Monday, Jan. 12, 1976
The Search for Safety
Just a few hours after the La Guardia bombing, President Ford ordered federal action to make certain that such a tragedy does not happen again. Specifically, he assigned a task force, headed by Transportation Secretary William Coleman, to draw up recommendations for tightening airport security. Coleman hoped to have them on Ford's desk within two weeks. It would be no easy task, though, to determine whether any of the 1.1 million passengers who enter the nation's 425 main airports each day was carrying a bomb. "A bag is a bag," confessed one perplexed FBI official, "and in the luggage rooms everything looks alike."
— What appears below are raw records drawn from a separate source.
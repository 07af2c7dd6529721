//! Serial link to the heating unit.
//!
//! [`transport`] abstracts the byte pipe (production: tokio-serial),
//! [`session`] speaks the half-duplex protocol on top of it, and
//! [`simulator`] is an in-memory unit used by the test suite.

pub mod session;
pub mod simulator;
pub mod transport;

pub use session::LinkSession;
pub use transport::{LinkTransport, SerialLink};
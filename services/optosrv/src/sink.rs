//! Append-only log sink.
//!
//! The poll loop and the online checks write through this seam; the
//! production implementation appends beneath a data directory, creating
//! folders and files on first use. Sink failures are the caller's to log;
//! they never invalidate the sampling pass that produced the row.

use std::path::{Path, PathBuf};

use async_trait::async_trait;
use tokio::fs;
use tokio::io::AsyncWriteExt;
use tracing::trace;

use crate::error::{OptoSrvError, Result};

/// Append-only text sink addressed by folder and file name.
#[async_trait]
pub trait LogSink: Send + Sync {
    /// Whether the target file already exists.
    async fn exists(&self, folder: &str, file: &str) -> bool;

    /// Append `text` to the target file, creating folder and file if absent.
    async fn append(&self, folder: &str, file: &str, text: &str) -> Result<()>;
}

/// File-system sink rooted at a data directory.
pub struct FileLogSink {
    root: PathBuf,
}

impl FileLogSink {
    pub fn new(root: impl Into<PathBuf>) -> Self {
        Self { root: root.into() }
    }

    fn target(&self, folder: &str, file: &str) -> PathBuf {
        let mut path = self.root.clone();
        if !folder.is_empty() {
            path.push(folder);
        }
        path.push(file);
        path
    }
}

#[async_trait]
impl LogSink for FileLogSink {
    async fn exists(&self, folder: &str, file: &str) -> bool {
        fs::try_exists(self.target(folder, file))
            .await
            .unwrap_or(false)
    }

    async fn append(&self, folder: &str, file: &str, text: &str) -> Result<()> {
        let path = self.target(folder, file);
        if let Some(parent) = path.parent() {
            fs::create_dir_all(parent)
                .await
                .map_err(|e| sink_error(parent, e))?;
        }

        let mut handle = fs::OpenOptions::new()
            .create(true)
            .append(true)
            .open(&path)
            .await
            .map_err(|e| sink_error(&path, e))?;
        handle
            .write_all(text.as_bytes())
            .await
            .map_err(|e| sink_error(&path, e))?;

        trace!(path = %path.display(), bytes = text.len(), "appended log text");
        Ok(())
    }
}

fn sink_error(path: &Path, err: std::io::Error) -> OptoSrvError {
    OptoSrvError::log_sink(format!("{}: {err}", path.display()))
}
In the immediate aftermath of the La Guardia bombing, many airports took their own emergency measures. Washington, Chicago, Minneapolis and San Francisco temporarily closed down most or all of their locker areas. At Washington National Airport, a bomb threat came within hours after the La Guardia explosion, and guards used specially trained dogs to sniff out potential explosive devices. Virtually every major airport expanded its security forces; in the case of one airline, the increase was as much as 25%.
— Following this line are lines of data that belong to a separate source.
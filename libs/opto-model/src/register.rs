//! Register specifications.
//!
//! A [`RegisterSpec`] describes one addressable data point on the heating
//! unit: where to read it, how many bytes it spans, and how to turn the raw
//! bytes into an engineering value. The ordered register list in the device
//! configuration fixes the column order of every log row, and a register's
//! index within that list is its identity for alarm tracking.

use serde::{Deserialize, Deserializer, Serialize};

/// How the raw register value is rendered.
#[derive(Debug, Clone, Copy, PartialEq, Eq, Default, Serialize, Deserialize)]
#[serde(rename_all = "lowercase")]
pub enum ValueFormat {
    /// Scale by `10^decimal_places` and render as a plain decimal string.
    #[default]
    Default,
    /// Interpret the raw count as tenths of seconds and render `" H:MM:SS"`.
    Hhmmss,
}

/// Specification of a single device register.
#[derive(Debug, Clone, Serialize, Deserialize)]
#[serde(deny_unknown_fields)]
pub struct RegisterSpec {
    /// Display label; also the log column header. Optional.
    #[serde(default)]
    pub label: Option<String>,

    /// Register address. Accepts a number, a decimal string, or a
    /// `0x`-prefixed hex string in configuration files.
    #[serde(deserialize_with = "deserialize_address")]
    pub address: u16,

    /// Response length in bytes.
    #[serde(default = "default_byte_length")]
    pub byte_length: usize,

    /// Decimal places the raw integer is scaled down by.
    #[serde(default = "default_decimal_places")]
    pub decimal_places: u32,

    /// Rendering format for the decoded value.
    #[serde(default)]
    pub format: ValueFormat,

    /// Upper alarm threshold; alarm is active while `value >= alarm_hi`.
    #[serde(default)]
    pub alarm_hi: Option<f64>,

    /// Consecutive crossing samples required before the "coming" mail.
    #[serde(default)]
    pub alarm_hi_delay_count: u32,

    /// Lower alarm threshold; alarm is active while `value <= alarm_lo`.
    #[serde(default)]
    pub alarm_lo: Option<f64>,

    /// Consecutive crossing samples required before the "coming" mail.
    #[serde(default)]
    pub alarm_lo_delay_count: u32,

    /// Chart the value is plotted on, if any. Display metadata only.
    #[serde(default)]
    pub chart: Option<String>,

    /// Chart axis assignment. Display metadata only.
    #[serde(default)]
    pub chart_axis: Option<String>,
}

fn default_byte_length() -> usize {
    2
}

fn default_decimal_places() -> u32 {
    1
}

impl RegisterSpec {
    /// Column header for this register: the label with tabs replaced by `?`,
    /// or `0x<ADDR>` when no label is configured.
    pub fn column_label(&self) -> String {
        match self.label.as_deref() {
            Some(label) if !label.is_empty() => label.replace('\t', "?"),
            _ => format!("0x{:X}", self.address),
        }
    }

    /// Whether any alarm threshold is configured for this register.
    pub fn has_alarm(&self) -> bool {
        self.alarm_hi.is_some() || self.alarm_lo.is_some()
    }
}

/// Accepts `2050`, `"2050"` and `"0x0802"` as register addresses.
fn deserialize_address<'de, D>(deserializer: D) -> Result<u16, D::Error>
where
    D: Deserializer<'de>,
{
    #[derive(Deserialize)]
    #[serde(untagged)]
    enum Raw {
        Number(u16),
        Text(String),
    }

    match Raw::deserialize(deserializer)? {
        Raw::Number(n) => Ok(n),
        Raw::Text(s) => parse_address(&s).map_err(serde::de::Error::custom),
    }
}

/// Parse a register address from its configuration form.
pub fn parse_address(text: &str) -> Result<u16, String> {
    let text = text.trim();
    let parsed = if let Some(hex) = text.strip_prefix("0x").or_else(|| text.strip_prefix("0X")) {
        u16::from_str_radix(hex, 16)
    } else {
        text.parse::<u16>()
    };
    parsed.map_err(|_| format!("invalid register address '{text}'"))
}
Officials had long worried over the mounting number of weapons being brought into airports. In 1972, 1,313 firearms, mainly handguns, were confiscated. Last year that figure jumped to about 5,200. Thirteen explosive devices were found at airports in 1972; in 1975, 156 were discovered. In addition, a sinister array of knives, brass knuckles and clubs were found either on individuals or hidden in luggage, washrooms and potted plants.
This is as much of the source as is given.